In addition to the cover painting for the Neal Auction June 27-28 sale there are two additional pieces—a floral painting from Dr. Mason’s collection and a 1968 piece titled Shadrach, Meshach, Abednego from a private New Orleans collection. Shadrach, Meshach, Abednego is but one of many pieces in John’s oeuvre with a religious theme. As a person who was not overtly religious, the use of religious themes and iconography in John’s work offers a promising area for future research.
We look forward to John’s paintings bringing strong prices in the forthcoming sale!
April 11, 2015
Today marks the one year anniversary of John’s passing. We are all thinking of him today.
March 23, 2015
It is my pleasure to post here John Ed Bradley’s eulogy for John, delivered at Touro Synagogue in New Orleans on May 9, 2014. John Ed’s text was originally published in the Xavier Review, Volume 34, issues 1 & 2, in the fall of 2014. The publication of John Ed’s eulogy was achieved through the efforts of Dr. Tom Bonner, contributing editor of the Xavier Review.
He kept an old Carnival mask hanging from the top of a window frame in his studio. It was up near the ceiling, held there by a string.
There were small holes for the eyes. The mouth was a dark red smear. The skin had yellowed with age. He’d painted it many years before, when he was a young artist in the French Quarter. He said it was the last one he’d painted, the last of hundreds. I wondered if he kept it as a reminder of how far his life had taken him. I was so in awe of John I thought it was a masterpiece and belonged in a museum.

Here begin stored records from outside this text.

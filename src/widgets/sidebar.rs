//! Sidebar: title card, page navigation, wine filter and footer.

use ratatui::{
    buffer::Buffer,
    layout::{Alignment, Constraint, Direction, Layout, Rect},
    style::{Modifier, Style},
    text::Line,
    widgets::{
        Block, BorderType, Borders, List, ListItem, ListState, Paragraph, StatefulWidget, Widget,
        Wrap,
    },
};

use crate::config::Theme;
use crate::dashboard::{NavState, FOOTER, TAGLINE, TITLE};
use crate::widgets::radio_block::RadioBlock;

pub const SIDEBAR_WIDTH: u16 = 34;

/// Which sidebar control receives arrow keys.
#[derive(Debug, Clone, Copy, PartialEq, Eq, Default)]
pub enum SidebarFocus {
    Navigation,
    #[default]
    Filter,
}

impl SidebarFocus {
    pub fn toggle(self) -> Self {
        match self {
            SidebarFocus::Navigation => SidebarFocus::Filter,
            SidebarFocus::Filter => SidebarFocus::Navigation,
        }
    }
}

pub struct Sidebar<'a> {
    pub nav: NavState,
    pub wine_options: &'a [String],
    /// Highlighted row in the filter list.
    pub cursor: usize,
    /// Index into `wine_options` of the applied selection.
    pub applied: usize,
    pub focus: SidebarFocus,
    pub theme: &'a Theme,
}

impl Widget for Sidebar<'_> {
    fn render(self, area: Rect, buf: &mut Buffer) {
        let primary = self.theme.get("primary");
        let border = self.theme.get("border");
        let active = self.theme.get("border_active");

        let nav_labels: Vec<&str> = NavState::ALL.iter().map(|n| n.label()).collect();
        let radio = RadioBlock::new(" Navigate ", &nav_labels, self.nav.index())
            .focused(self.focus == SidebarFocus::Navigation)
            .colors(border, active)
            .numbered(true);

        let chunks = Layout::default()
            .direction(Direction::Vertical)
            .constraints([
                Constraint::Length(5),
                Constraint::Length(radio.height()),
                Constraint::Fill(1),
                Constraint::Length(2),
            ])
            .split(area);

        // Title card
        let header = Block::default()
            .borders(Borders::ALL)
            .border_type(BorderType::Rounded)
            .border_style(Style::default().fg(border))
            .style(Style::default().bg(self.theme.get("secondary")));
        let header_inner = header.inner(chunks[0]);
        header.render(chunks[0], buf);
        Paragraph::new(vec![
            Line::styled(TITLE, Style::default().fg(primary).add_modifier(Modifier::BOLD)),
            Line::styled(TAGLINE, Style::default().fg(self.theme.get("text_secondary"))),
        ])
        .alignment(Alignment::Center)
        .wrap(Wrap { trim: true })
        .render(header_inner, buf);

        radio.render(chunks[1], buf);

        // Wine filter
        let filter_focused = self.focus == SidebarFocus::Filter;
        let filter_block = Block::default()
            .borders(Borders::ALL)
            .border_type(BorderType::Rounded)
            .title(" Filter Wine 🍷 ")
            .border_style(Style::default().fg(if filter_focused { active } else { border }));
        let items: Vec<ListItem> = self
            .wine_options
            .iter()
            .enumerate()
            .map(|(i, w)| {
                let marker = if i == self.applied { "● " } else { "  " };
                ListItem::new(format!("{}{}", marker, w))
            })
            .collect();
        let highlight = if filter_focused {
            Style::default()
                .fg(active)
                .add_modifier(Modifier::REVERSED)
        } else {
            Style::default().fg(primary).add_modifier(Modifier::BOLD)
        };
        let list = List::new(items)
            .block(filter_block)
            .highlight_style(highlight)
            .highlight_symbol("▸ ");
        let mut state = ListState::default().with_selected(Some(self.cursor));
        StatefulWidget::render(list, chunks[2], buf, &mut state);

        Paragraph::new(FOOTER)
            .style(Style::default().fg(self.theme.get("dimmed")))
            .alignment(Alignment::Center)
            .wrap(Wrap { trim: true })
            .render(chunks[3], buf);
    }
}
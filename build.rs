use clap::CommandFactory;
use std::env;
use std::fs;
use std::io;
use std::path::PathBuf;

fn main() -> io::Result<()> {
    println!("cargo:rerun-if-changed=crates/taste-harmony-cli/src/lib.rs");

    // Generate manpage using clap_mangen
    let cmd = taste_harmony_cli::Args::command();
    let man = clap_mangen::Man::new(cmd);
    let mut buffer: Vec<u8> = Default::default();
    man.render(&mut buffer)?;

    let out_dir = PathBuf::from(env::var("OUT_DIR").unwrap());

    // Always write to OUT_DIR
    fs::write(out_dir.join("taste-harmony.1"), &buffer)?;

    // In release mode, also write to target/release/ for packaging
    // OUT_DIR is typically target/release/build/xxx/out
    if env::var("PROFILE").unwrap_or_default() == "release" {
        if let Some(release_dir) = out_dir.ancestors().nth(3) {
            fs::write(release_dir.join("taste-harmony.1"), &buffer)?;
        }
    }

    Ok(())
}
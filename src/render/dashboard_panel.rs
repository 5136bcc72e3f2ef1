//! Main panel: overview metrics, top-N cards, frequency chart and the
//! wine vs food comparison, in that order.

use ratatui::{
    buffer::Buffer,
    layout::{Constraint, Direction, Layout, Rect},
    style::{Modifier, Style},
    text::Line,
    widgets::{Paragraph, Widget, Wrap},
};

use crate::config::Theme;
use crate::dashboard::{DashboardView, CAPTION, NO_DATA_MESSAGE, OVERVIEW_INTRO};
use crate::widgets::chart::{render_frequency_chart, ComparisonChart};
use crate::widgets::metrics::{ranking_metrics, Metric, MetricCards, CARD_HEIGHT};

enum Section {
    Heading(String),
    Text(&'static str),
    Cards(Vec<Metric>),
    NoData,
    Frequency,
    Comparison,
    Caption,
}

impl Section {
    fn constraint(&self) -> Constraint {
        match self {
            Section::Heading(_) | Section::NoData | Section::Caption => Constraint::Length(1),
            Section::Text(_) => Constraint::Length(2),
            Section::Cards(_) => Constraint::Length(CARD_HEIGHT),
            Section::Frequency | Section::Comparison => Constraint::Fill(1),
        }
    }
}

fn sections(view: &DashboardView, top_n: usize) -> Vec<Section> {
    let mut out = Vec::new();

    if let Some(overview) = &view.overview {
        out.push(Section::Heading("🍇 Overview".to_string()));
        out.push(Section::Text(OVERVIEW_INTRO));
        out.push(Section::Cards(vec![
            Metric::new("Total Pairings", overview.total_pairings.to_string()),
            Metric::new("Unique Wines", overview.unique_wines.to_string()),
        ]));
    }

    out.push(Section::Heading(format!(
        "🍾 Top {} Food Pairings · {}",
        top_n,
        view.selection.label()
    )));
    if view.is_empty() {
        out.push(Section::NoData);
    } else {
        out.push(Section::Cards(ranking_metrics(&view.top_foods)));
    }

    if !view.selection.is_all() && !view.top_foods_overall.is_empty() {
        out.push(Section::Heading(format!(
            "🍾 Top {} Food Pairings · All wines",
            top_n
        )));
        out.push(Section::Cards(ranking_metrics(&view.top_foods_overall)));
    }

    if !view.frequencies.is_empty() {
        out.push(Section::Frequency);
    }
    if view.comparison.as_ref().is_some_and(|t| !t.is_empty()) {
        out.push(Section::Comparison);
    }
    if view.show_caption {
        out.push(Section::Caption);
    }
    out
}

pub fn render_dashboard(
    area: Rect,
    buf: &mut Buffer,
    view: &DashboardView,
    top_n: usize,
    theme: &Theme,
) {
    let sections = sections(view, top_n);
    let constraints: Vec<Constraint> = sections.iter().map(Section::constraint).collect();
    let chunks = Layout::default()
        .direction(Direction::Vertical)
        .constraints(constraints)
        .split(area);

    let primary = theme.get("primary");
    let frequency_title = format!(" Pairings by food · {} ", view.selection.label());

    for (section, chunk) in sections.iter().zip(chunks.iter()) {
        let chunk = *chunk;
        match section {
            Section::Heading(text) => {
                Paragraph::new(text.as_str())
                    .style(Style::default().fg(primary).add_modifier(Modifier::BOLD))
                    .render(chunk, buf);
            }
            Section::Text(text) => {
                Paragraph::new(*text)
                    .style(Style::default().fg(theme.get("text_secondary")))
                    .wrap(Wrap { trim: true })
                    .render(chunk, buf);
            }
            Section::Cards(metrics) => MetricCards {
                metrics,
                border_color: theme.get("border"),
                label_color: theme.get("text_secondary"),
                value_color: theme.get("text_primary"),
            }
            .render(chunk, buf),
            Section::NoData => {
                Paragraph::new(NO_DATA_MESSAGE)
                    .style(Style::default().fg(theme.get("dimmed")))
                    .render(chunk, buf);
            }
            Section::Frequency => {
                render_frequency_chart(chunk, buf, &frequency_title, &view.frequencies, theme)
            }
            Section::Comparison => {
                if let Some(tab) = &view.comparison {
                    ComparisonChart {
                        title: " 🍷 Wine vs Food Pairing Comparison ",
                        tab,
                        theme,
                    }
                    .render(chunk, buf);
                }
            }
            Section::Caption => {
                Paragraph::new(Line::from(CAPTION).centered())
                    .style(Style::default().fg(primary).add_modifier(Modifier::ITALIC))
                    .render(chunk, buf);
            }
        }
    }
}
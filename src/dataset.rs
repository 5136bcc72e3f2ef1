//! The loaded pairings table, its resolved columns, and wine-filtered views.

use polars::prelude::*;
use serde::Serialize;
use std::path::{Path, PathBuf};

use crate::error::{PairingError, PairingResult};
use crate::schema::{self, PairingColumns};

/// Name of the column holding per-group counts in aggregation results.
pub(crate) const COUNT_COLUMN: &str = "count";

/// Wine selection applied before aggregating.
#[derive(Debug, Clone, PartialEq, Eq, Default, Serialize)]
#[serde(into = "String")]
pub enum WineFilter {
    #[default]
    All,
    Wine(String),
}

impl WineFilter {
    pub const ALL_LABEL: &'static str = "All";

    pub fn label(&self) -> &str {
        match self {
            WineFilter::All => Self::ALL_LABEL,
            WineFilter::Wine(w) => w.as_str(),
        }
    }

    pub fn is_all(&self) -> bool {
        matches!(self, WineFilter::All)
    }

    /// Build a selection from a label, accepting only values from `domain`
    /// (the sorted distinct wine values) or "All".
    pub fn parse(label: &str, domain: &[String]) -> Option<Self> {
        if label == Self::ALL_LABEL {
            return Some(WineFilter::All);
        }
        domain
            .iter()
            .find(|w| w.as_str() == label)
            .map(|w| WineFilter::Wine(w.clone()))
    }
}

impl From<WineFilter> for String {
    fn from(filter: WineFilter) -> Self {
        filter.label().to_string()
    }
}

/// Immutable in-memory table plus the columns pairing logic reads.
#[derive(Debug, Clone)]
pub struct Dataset {
    path: PathBuf,
    df: DataFrame,
    columns: PairingColumns,
    wine_options: Vec<String>,
}

impl Dataset {
    /// Resolve the wine/food columns of `df` and normalize both to strings.
    pub fn from_frame(df: DataFrame, path: impl Into<PathBuf>) -> PairingResult<Self> {
        let names: Vec<String> = df
            .get_column_names()
            .iter()
            .map(|s| s.to_string())
            .collect();
        let columns = schema::resolve(&names)?;
        let wine_options = sorted_distinct(&df, &columns.wine)?;

        let mut casts = vec![col(columns.wine.as_str()).cast(DataType::String)];
        if columns.food != columns.wine {
            casts.push(col(columns.food.as_str()).cast(DataType::String));
        }
        let df = df.lazy().with_columns(casts).collect()?;

        Ok(Self {
            path: path.into(),
            df,
            columns,
            wine_options,
        })
    }

    pub fn path(&self) -> &Path {
        &self.path
    }

    pub fn frame(&self) -> &DataFrame {
        &self.df
    }

    pub fn columns(&self) -> &PairingColumns {
        &self.columns
    }

    pub fn column_names(&self) -> Vec<String> {
        self.df
            .get_column_names()
            .iter()
            .map(|s| s.to_string())
            .collect()
    }

    pub fn height(&self) -> usize {
        self.df.height()
    }

    /// The whole table as a view.
    pub fn full_view(&self) -> View<'_> {
        View {
            columns: &self.columns,
            df: self.df.clone(),
        }
    }

    /// Rows matching `filter`; `All` returns every row in file order.
    pub fn view(&self, filter: &WineFilter) -> PairingResult<View<'_>> {
        match filter {
            WineFilter::All => Ok(self.full_view()),
            WineFilter::Wine(wine) => {
                let df = self
                    .df
                    .clone()
                    .lazy()
                    .filter(col(self.columns.wine.as_str()).eq(lit(wine.as_str())))
                    .collect()?;
                Ok(View {
                    columns: &self.columns,
                    df,
                })
            }
        }
    }

    /// Distinct non-missing wine values, sorted ascending in the column's
    /// own type (numeric codes sort as numbers).
    pub fn wine_options(&self) -> PairingResult<Vec<String>> {
        Ok(self.wine_options.clone())
    }

    /// Selectable filter labels: "All" followed by [`Dataset::wine_options`].
    pub fn selection_domain(&self) -> PairingResult<Vec<String>> {
        let mut domain = vec![WineFilter::ALL_LABEL.to_string()];
        domain.extend(self.wine_options()?);
        Ok(domain)
    }

    /// Turn a user-supplied label into a selection, rejecting wines that
    /// never occur in the dataset.
    pub fn resolve_selection(&self, label: &str) -> PairingResult<WineFilter> {
        WineFilter::parse(label, &self.wine_options()?).ok_or_else(|| PairingError::UnknownWine {
            value: label.to_string(),
        })
    }
}

/// A row subset of a [`Dataset`] that aggregations run against.
#[derive(Debug, Clone)]
pub struct View<'a> {
    columns: &'a PairingColumns,
    df: DataFrame,
}

impl View<'_> {
    pub fn columns(&self) -> &PairingColumns {
        self.columns
    }

    pub fn frame(&self) -> &DataFrame {
        &self.df
    }

    pub fn height(&self) -> usize {
        self.df.height()
    }

    pub fn is_empty(&self) -> bool {
        self.df.height() == 0
    }
}

/// Count rows per distinct combination of `keys`, skipping rows where any
/// key is missing. Groups come out in order of first appearance.
pub(crate) fn grouped_counts(df: &DataFrame, keys: &[&str]) -> PolarsResult<DataFrame> {
    let mut lf = df.clone().lazy();
    for key in keys {
        lf = lf.filter(col(*key).is_not_null());
    }
    let key_exprs: Vec<Expr> = keys.iter().map(|k| col(*k)).collect();
    lf.group_by_stable(key_exprs)
        .agg([len().alias(COUNT_COLUMN)])
        .with_column(col(COUNT_COLUMN).cast(DataType::UInt64))
        .collect()
}

/// Distinct non-missing values of `name`, sorted in the column's dtype and
/// then rendered as strings.
fn sorted_distinct(df: &DataFrame, name: &str) -> PolarsResult<Vec<String>> {
    let sorted = grouped_counts(df, &[name])?
        .lazy()
        .sort([name], SortMultipleOptions::default())
        .select([col(name).cast(DataType::String)])
        .collect()?;
    Ok(string_values(&sorted, name)?.into_iter().flatten().collect())
}

/// Values of a string column in row order.
pub(crate) fn string_values(df: &DataFrame, name: &str) -> PolarsResult<Vec<Option<String>>> {
    Ok(df
        .column(name)?
        .str()?
        .into_iter()
        .map(|v| v.map(str::to_string))
        .collect())
}

/// Values of the count column in row order.
pub(crate) fn count_values(df: &DataFrame) -> PolarsResult<Vec<u64>> {
    Ok(df
        .column(COUNT_COLUMN)?
        .u64()?
        .into_iter()
        .map(|v| v.unwrap_or(0))
        .collect())
}
pub mod dashboard_panel;
pub mod error_page;
pub mod layout;
pub mod chart;
pub mod controls;
pub mod metrics;
pub mod radio_block;
pub mod sidebar;
//! Binary that emits command-line options markdown to stdout.
//!
//! Used when refreshing `docs/command-line-options.md`.

fn main() {
    print!("{}", taste_harmony_cli::render_options_markdown());
}
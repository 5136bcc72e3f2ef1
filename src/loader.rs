//! Reading the pairings CSV into a [`Dataset`].

use polars::io::csv::read::NullValues;
use polars::prelude::*;
use std::path::{Path, PathBuf};
use tracing::{debug, info};

use crate::config::AppConfig;
use crate::dataset::Dataset;
use crate::error::{PairingError, PairingResult};
use taste_harmony_cli::{Args, DEFAULT_DATA_PATH};

#[derive(Debug, Clone, Default, PartialEq, Eq)]
pub struct OpenOptions {
    pub delimiter: Option<u8>,
    pub has_header: Option<bool>,
}

impl OpenOptions {
    pub fn new() -> Self {
        Self::default()
    }

    pub fn with_delimiter(mut self, delimiter: u8) -> Self {
        self.delimiter = Some(delimiter);
        self
    }

    pub fn with_has_header(mut self, has_header: bool) -> Self {
        self.has_header = Some(has_header);
        self
    }

    /// Create OpenOptions from CLI args and config, with CLI args taking precedence
    pub fn from_args_and_config(args: &Args, config: &AppConfig) -> Self {
        let mut opts = OpenOptions::new();
        opts.delimiter = args.delimiter.or(config.file_loading.delimiter);

        // Handle has_header: CLI no_header flag overrides config
        opts.has_header = if let Some(no_header) = args.no_header {
            Some(!no_header)
        } else {
            config.file_loading.has_header
        };
        opts
    }
}

impl From<&Args> for OpenOptions {
    fn from(args: &Args) -> Self {
        Self::from_args_and_config(args, &AppConfig::default())
    }
}

/// Cell values read as missing, in addition to empty fields.
pub const MISSING_SENTINELS: &[&str] = &[
    "#N/A", "#N/A N/A", "#NA", "-1.#IND", "-1.#QNAN", "-NaN", "-nan", "1.#IND", "1.#QNAN",
    "<NA>", "N/A", "NA", "NULL", "NaN", "None", "n/a", "nan", "null",
];

fn missing_values() -> NullValues {
    NullValues::AllColumns(
        MISSING_SENTINELS
            .iter()
            .map(|s| PlSmallStr::from(*s))
            .collect(),
    )
}

/// Dataset path: CLI argument, then config, then the built-in default.
pub fn data_path(args: &Args, config: &AppConfig) -> PathBuf {
    args.path
        .clone()
        .or_else(|| config.file_loading.data_path.clone())
        .unwrap_or_else(|| PathBuf::from(DEFAULT_DATA_PATH))
}

/// Parse the CSV at `path` without interpreting its columns.
pub fn read_frame(path: &Path, options: &OpenOptions) -> PairingResult<DataFrame> {
    if !path.exists() {
        return Err(PairingError::DataNotFound {
            path: path.to_path_buf(),
        });
    }

    let mut parse_options = CsvParseOptions::default()
        .with_missing_is_null(true)
        .with_null_values(Some(missing_values()));
    if let Some(delimiter) = options.delimiter {
        parse_options = parse_options.with_separator(delimiter);
    }

    let df = CsvReadOptions::default()
        .with_has_header(options.has_header.unwrap_or(true))
        .with_parse_options(parse_options)
        .try_into_reader_with_file_path(Some(path.to_path_buf()))?
        .finish()?;

    debug!(
        path = %path.display(),
        rows = df.height(),
        columns = df.width(),
        "parsed csv"
    );
    Ok(df)
}

/// Read `path` and resolve its wine/food columns. Fails before returning
/// anything if the file is missing or either column cannot be found.
pub fn load(path: &Path, options: &OpenOptions) -> PairingResult<Dataset> {
    let df = read_frame(path, options)?;
    let dataset = Dataset::from_frame(df, path)?;
    info!(
        path = %path.display(),
        wine = %dataset.columns().wine,
        food = %dataset.columns().food,
        rows = dataset.height(),
        "dataset loaded"
    );
    Ok(dataset)
}

#[cfg(test)]
mod tests {
    use super::*;
    use clap::Parser;
    use std::fs;

    #[test]
    fn missing_file_is_data_not_found() {
        let dir = tempfile::tempdir().unwrap();
        let path = dir.path().join("nope.csv");
        match load(&path, &OpenOptions::default()) {
            Err(PairingError::DataNotFound { path: p }) => assert_eq!(p, path),
            other => panic!("expected DataNotFound, got {:?}", other.map(|d| d.height())),
        }
    }

    #[test]
    fn loads_with_custom_delimiter() {
        let dir = tempfile::tempdir().unwrap();
        let path = dir.path().join("semi.csv");
        fs::write(&path, "Wine;Food\nRed;Steak\nWhite;Fish\n").unwrap();
        let ds = load(&path, &OpenOptions::new().with_delimiter(b';')).unwrap();
        assert_eq!(ds.height(), 2);
        assert_eq!(ds.columns().wine, "Wine");
        assert_eq!(ds.columns().food, "Food");
    }

    #[test]
    fn header_only_file_loads_empty() {
        let dir = tempfile::tempdir().unwrap();
        let path = dir.path().join("empty.csv");
        fs::write(&path, "wine_type,food_item\n").unwrap();
        let ds = load(&path, &OpenOptions::default()).unwrap();
        assert_eq!(ds.height(), 0);
    }

    #[test]
    fn cli_overrides_config() {
        let mut config = AppConfig::default();
        config.file_loading.delimiter = Some(b'|');
        config.file_loading.has_header = Some(true);
        config.file_loading.data_path = Some(PathBuf::from("from_config.csv"));

        let args = Args::parse_from(["taste-harmony", "--delimiter", ";", "--no-header", "true"]);
        let opts = OpenOptions::from_args_and_config(&args, &config);
        assert_eq!(opts.delimiter, Some(b';'));
        assert_eq!(opts.has_header, Some(false));
        assert_eq!(data_path(&args, &config), PathBuf::from("from_config.csv"));

        let args = Args::parse_from(["taste-harmony"]);
        let opts = OpenOptions::from_args_and_config(&args, &config);
        assert_eq!(opts.delimiter, Some(b'|'));
        assert_eq!(
            data_path(&args, &AppConfig::default()),
            PathBuf::from(DEFAULT_DATA_PATH)
        );
    }
}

“How much you want for it?” I asked him once. “How about a thousand dollars?”
“Okay, two thousand? I’ll write you a check today.”
“Why don’t you take it? Just don’t tell Dottie.”
He was only teasing, but I wasn’t. Later it occurred to me that the reason he kept the mask ten feet off the ground was to make sure I couldn’t reach it.
Many of you had the pleasure of visiting John in his studio. It was just around the corner from the big Victorian where Dottie and John raised Jonathan and David. You climbed stairs up to a wooden porch, and there was a small sign tipped back against the window that said “3618 STUDIO.”
You knocked and waited and finally the door pulled open. And there he was: White-haired, smiling, glasses perched on his nose, New Balance running shoes on his feet. “The Great John Clemmer,” I liked to say, bellowing for all the neighbors to hear.
Classical music was always playing. Sunlight fell in puddles on the floor. On your left there was a poster taped to the wall for a Pierre Bonnard exhibition. In front of you was a long cypress table crowded with cans of colored pencils and his most recent drawings. On your right were shelves piled high with brushes and tubes of paint. Further on there was an old desk holding little ant mounds of paint. Then there was his easel, a big homemade thing with wheels that could support large canvases.
You’d sit in director’s chairs and talk about art and the artists he knew until it was time to walk to Barcia’s Grocery for shrimp po-boys and Barq’s root beer. When he entered the ladies behind the counter would say, “Hello, Mr. Clemmer. How are you doing today, Mr. Clemmer?”
There’s a funny story John liked to tell. He’d finished work on one of his greatest paintings, and he showed it to one of the Barcia children, who was then a teenager, and asked for her opinion. She appraised it for a minute then shook her head sadly and said, “Not enough blending.”
John loved that. Whenever I visited him and saw a new painting in the works, I’d give my head a shake and say, “John, not enough blending.”
I’ll tell you how I met him. It was twelve years ago, and I was obsessively collecting art. On my days off I liked to go to the Williams Research Center and read through the artist files. It seemed every story in those files included his name. You read about artists who exhibited at the Arts and Crafts Club in the 1940s, and there was John Clemmer. You read about Paul Ninas or Xavier Gonzales or Enrique Alferez, and there was Clemmer. You read about Newcomb or Tulane: Clemmer. The Orleans Gallery? Clemmer.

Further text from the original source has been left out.